Well if you're gonna get technical on me... sure I'm "removing stuff"... since we want to avoid changing the vanilla code directly, to "modify stuff" in it we can remove and replace. A fine example is "Block.blocksList[ x ]=null; Block.blocksList[ x ]=Block.myBlock;" Remove and replace my friend, now we have made a MODIFICATION so to speak. So instead of criticizing and saying stupid this, stupid that. Try to be a little more constructive and see the big picture in what I'm saying/asking instead of marking single lines or words. I understand that you mean well, and want to warn me of messing with stuff I don't fully grasp.
Hey, I like coding, I'm not an ace in any way. But I like to experiment, see what happens, see if it's possible, see what I can do. And if the program crashes, so be it, then I revert and try something else. So if I see an opportunity to improve something, I'll do it!

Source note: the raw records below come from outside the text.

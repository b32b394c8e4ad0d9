//! Escalating alert matrix.
//!
//! Three monitored conditions, three severity levels each. Thresholds
//! within a condition are strictly increasing, so a level-3 breach
//! always implies levels 1 and 2 breached as well. Recipients are
//! cumulative by level. Each (ticket, condition, level) fires at most
//! once per breach episode; resolving the underlying condition resets
//! the episode so a later recurrence alerts again.

use chrono::Duration;
use dashmap::DashSet;
use serde::{Deserialize, Serialize};
use thiserror::Error;
use tow_model::TicketId;

/// Conditions the matrix watches.
#[derive(Debug, Clone, Copy, PartialEq, Eq, Hash, Serialize, Deserialize)]
#[serde(rename_all = "snake_case")]
pub enum AlertCondition {
    /// No owner has accepted the ticket.
    NotAssigned,
    /// The ticket has not been touched.
    NotUpdated,
    /// The ticket has not reached resolution.
    NotCompleted,
}

impl AlertCondition {
    /// All conditions, in evaluation order.
    pub const ALL: [AlertCondition; 3] = [
        AlertCondition::NotAssigned,
        AlertCondition::NotUpdated,
        AlertCondition::NotCompleted,
    ];
}

/// Who an alert goes to. Level 1 reaches the tech, level 2 adds the
/// supervisor, level 3 adds the manager.
#[derive(Debug, Clone, Copy, PartialEq, Eq, Hash, Serialize, Deserialize)]
#[serde(rename_all = "snake_case")]
pub enum RecipientRole {
    /// The owning agent (or the team on an unassigned ticket).
    Tech,
    /// The team supervisor.
    Supervisor,
    /// The team manager.
    Manager,
}

/// Cumulative recipient set for a severity level.
#[must_use]
pub fn recipients_for_level(level: u8) -> &'static [RecipientRole] {
    match level {
        1 => &[RecipientRole::Tech],
        2 => &[RecipientRole::Tech, RecipientRole::Supervisor],
        _ => &[
            RecipientRole::Tech,
            RecipientRole::Supervisor,
            RecipientRole::Manager,
        ],
    }
}

/// Rejected matrix configurations.
#[derive(Debug, Clone, PartialEq, Eq, Error)]
pub enum AlertConfigError {
    /// Thresholds for a condition must be strictly increasing by level.
    #[error("{condition:?} thresholds must strictly increase per level")]
    NonMonotonicThresholds {
        /// Condition whose ladder is malformed.
        condition: AlertCondition,
    },
}

/// A strictly increasing three-level threshold ladder.
#[derive(Debug, Clone, Copy, PartialEq, Eq)]
pub struct LevelThresholds {
    level1: Duration,
    level2: Duration,
    level3: Duration,
}

impl LevelThresholds {
    /// Builds a ladder, rejecting any non-increasing step.
    pub fn new(
        condition: AlertCondition,
        level1: Duration,
        level2: Duration,
        level3: Duration,
    ) -> Result<Self, AlertConfigError> {
        if level1 < level2 && level2 < level3 {
            Ok(Self {
                level1,
                level2,
                level3,
            })
        } else {
            Err(AlertConfigError::NonMonotonicThresholds { condition })
        }
    }

    /// Threshold for a given level (levels above 3 use the top rung).
    #[must_use]
    pub fn for_level(&self, level: u8) -> Duration {
        match level {
            1 => self.level1,
            2 => self.level2,
            _ => self.level3,
        }
    }

    /// Highest level whose threshold `elapsed` has crossed (0 if none).
    /// Monotonic ladders make the breached set nested by construction.
    #[must_use]
    pub fn breached_level(&self, elapsed: Duration) -> u8 {
        if elapsed >= self.level3 {
            3
        } else if elapsed >= self.level2 {
            2
        } else if elapsed >= self.level1 {
            1
        } else {
            0
        }
    }
}

/// Threshold ladders for the three conditions.
#[derive(Debug, Clone, Copy, PartialEq, Eq)]
pub struct AlertMatrixConfig {
    /// Ladder for [`AlertCondition::NotAssigned`], measured from intake.
    pub not_assigned: LevelThresholds,
    /// Ladder for [`AlertCondition::NotUpdated`], measured from the last touch.
    pub not_updated: LevelThresholds,
    /// Ladder for [`AlertCondition::NotCompleted`], measured from SLA start.
    pub not_completed: LevelThresholds,
}

impl AlertMatrixConfig {
    /// Ladder for one condition.
    #[must_use]
    pub fn thresholds(&self, condition: AlertCondition) -> LevelThresholds {
        match condition {
            AlertCondition::NotAssigned => self.not_assigned,
            AlertCondition::NotUpdated => self.not_updated,
            AlertCondition::NotCompleted => self.not_completed,
        }
    }
}

impl Default for AlertMatrixConfig {
    fn default() -> Self {
        // Unwraps are safe: the built-in ladders are strictly increasing.
        Self {
            not_assigned: LevelThresholds::new(
                AlertCondition::NotAssigned,
                Duration::minutes(30),
                Duration::hours(2),
                Duration::hours(8),
            )
            .unwrap(),
            not_updated: LevelThresholds::new(
                AlertCondition::NotUpdated,
                Duration::hours(24),
                Duration::hours(48),
                Duration::hours(96),
            )
            .unwrap(),
            not_completed: LevelThresholds::new(
                AlertCondition::NotCompleted,
                Duration::hours(24),
                Duration::hours(72),
                Duration::hours(168),
            )
            .unwrap(),
        }
    }
}

/// What the matrix needs to know about one ticket at evaluation time.
#[derive(Debug, Clone, Copy, PartialEq, Eq)]
pub struct AlertView {
    /// Ticket under evaluation.
    pub ticket: TicketId,
    /// Whether an owner has accepted.
    pub owned: bool,
    /// Whether the ticket has reached resolution.
    pub resolved: bool,
    /// Elapsed since intake.
    pub since_created: Duration,
    /// Elapsed since the last update of any kind.
    pub since_update: Duration,
    /// Elapsed since the SLA clock started.
    pub since_sla_start: Duration,
}

/// A fired alert.
#[derive(Debug, Clone, PartialEq, Serialize, Deserialize)]
pub struct Alert {
    /// Ticket that breached.
    pub ticket: TicketId,
    /// Which condition breached.
    pub condition: AlertCondition,
    /// Severity level, 1 to 3.
    pub level: u8,
    /// Cumulative recipients for that level.
    pub recipients: Vec<RecipientRole>,
}

/// The matrix itself: validated thresholds plus the per-episode memory
/// of which (ticket, condition, level) triples have already fired.
#[derive(Debug)]
pub struct AlertEscalationMatrix {
    config: AlertMatrixConfig,
    fired: DashSet<(TicketId, AlertCondition, u8)>,
}

impl AlertEscalationMatrix {
    /// Creates a matrix over a validated configuration.
    #[must_use]
    pub fn new(config: AlertMatrixConfig) -> Self {
        Self {
            config,
            fired: DashSet::new(),
        }
    }

    /// Evaluates one ticket and returns the alerts that fire now.
    ///
    /// A condition that no longer applies (the ticket got an owner, was
    /// updated, or was resolved) has its episode memory cleared, so a
    /// later recurrence raises fresh alerts.
    pub fn evaluate(&self, view: &AlertView) -> Vec<Alert> {
        let mut raised = Vec::new();
        for condition in AlertCondition::ALL {
            let elapsed = match condition {
                AlertCondition::NotAssigned => (!view.owned).then_some(view.since_created),
                AlertCondition::NotUpdated => (!view.resolved).then_some(view.since_update),
                AlertCondition::NotCompleted => (!view.resolved).then_some(view.since_sla_start),
            };
            let breached = elapsed
                .map(|e| self.config.thresholds(condition).breached_level(e))
                .unwrap_or(0);
            for level in 1..=3u8 {
                let key = (view.ticket, condition, level);
                if level <= breached {
                    if self.fired.insert(key) {
                        tracing::warn!(
                            ticket = %view.ticket,
                            ?condition,
                            level,
                            "alert threshold breached"
                        );
                        raised.push(Alert {
                            ticket: view.ticket,
                            condition,
                            level,
                            recipients: recipients_for_level(level).to_vec(),
                        });
                    }
                } else {
                    // Below threshold (or condition cleared): the
                    // breach episode for this level is over.
                    self.fired.remove(&key);
                }
            }
        }
        raised
    }

    /// Drops all episode memory for a ticket, e.g. after resolution.
    pub fn forget(&self, ticket: TicketId) {
        self.fired.retain(|(t, _, _)| *t != ticket);
    }
}

#[cfg(test)]
mod tests {
    use super::*;

    fn view(ticket: TicketId, owned: bool, since_created: Duration) -> AlertView {
        AlertView {
            ticket,
            owned,
            resolved: false,
            since_created,
            since_update: Duration::zero(),
            since_sla_start: Duration::zero(),
        }
    }

    #[test]
    fn rejects_non_monotonic_ladder() {
        let err = LevelThresholds::new(
            AlertCondition::NotUpdated,
            Duration::hours(4),
            Duration::hours(4),
            Duration::hours(8),
        )
        .unwrap_err();
        assert!(matches!(
            err,
            AlertConfigError::NonMonotonicThresholds {
                condition: AlertCondition::NotUpdated
            }
        ));
    }

    #[test]
    fn level_three_breach_implies_lower_levels() {
        let matrix = AlertEscalationMatrix::new(AlertMatrixConfig::default());
        let ticket = TicketId::new();
        let alerts = matrix.evaluate(&view(ticket, false, Duration::hours(9)));
        let levels: Vec<u8> = alerts
            .iter()
            .filter(|a| a.condition == AlertCondition::NotAssigned)
            .map(|a| a.level)
            .collect();
        assert_eq!(levels, vec![1, 2, 3]);
    }

    #[test]
    fn recipients_are_cumulative() {
        assert_eq!(recipients_for_level(1), &[RecipientRole::Tech]);
        assert_eq!(
            recipients_for_level(2),
            &[RecipientRole::Tech, RecipientRole::Supervisor]
        );
        assert_eq!(recipients_for_level(3).len(), 3);
    }

    #[test]
    fn each_level_fires_once_per_episode() {
        let matrix = AlertEscalationMatrix::new(AlertMatrixConfig::default());
        let ticket = TicketId::new();
        let first = matrix.evaluate(&view(ticket, false, Duration::hours(1)));
        assert_eq!(first.len(), 1);
        // Same breach, second sweep: silent.
        let second = matrix.evaluate(&view(ticket, false, Duration::hours(1)));
        assert!(second.is_empty());
    }

    #[test]
    fn cleared_condition_resets_the_episode() {
        let matrix = AlertEscalationMatrix::new(AlertMatrixConfig::default());
        let ticket = TicketId::new();
        assert_eq!(
            matrix
                .evaluate(&view(ticket, false, Duration::hours(1)))
                .len(),
            1
        );
        // Ticket gains an owner: condition clears, memory resets.
        assert!(matrix
            .evaluate(&view(ticket, true, Duration::hours(1)))
            .iter()
            .all(|a| a.condition != AlertCondition::NotAssigned));
        // Owner drops off again later (transfer window): fires anew.
        assert_eq!(
            matrix
                .evaluate(&view(ticket, false, Duration::hours(1)))
                .len(),
            1
        );
    }

    #[test]
    fn resolved_ticket_raises_nothing() {
        let matrix = AlertEscalationMatrix::new(AlertMatrixConfig::default());
        let alerts = matrix.evaluate(&AlertView {
            ticket: TicketId::new(),
            owned: true,
            resolved: true,
            since_created: Duration::days(30),
            since_update: Duration::days(30),
            since_sla_start: Duration::days(30),
        });
        assert!(alerts.is_empty());
    }
}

And that includes Forge (to answer your question), if I see a way to improve it I would.
Pheew... this was a waste of time.... please, no more talk of this. I am aware that a program can crash or bug out with bad code. I learned that a looong time ago ... actually I would say that is the first thing you learn about coding. Then you learn to fix the bugs. And when it works, you get your rush. That's why we love programming, problem solving!
So anyway, no handy way of overriding e.g. the furnace GUI anyone?
Thank you for posting this question. I had found that I needed Block.blocklist[x] = this.myblock, but no where did it tell me anything about the Block.blocklist[x] = null. After finding this post I was able to make my custom sand, which acts exactly like normal sand, replace the vanilla sand. The only difference is that now the sand doesn't drop its self it drops my custom item.
Again thank you so much. Now on the my other issue that seems unsolvable. That is making a custom sapling grow my custom huge tree. In theory it should work the same as a jungle sapling, but it doesn't seem to be working.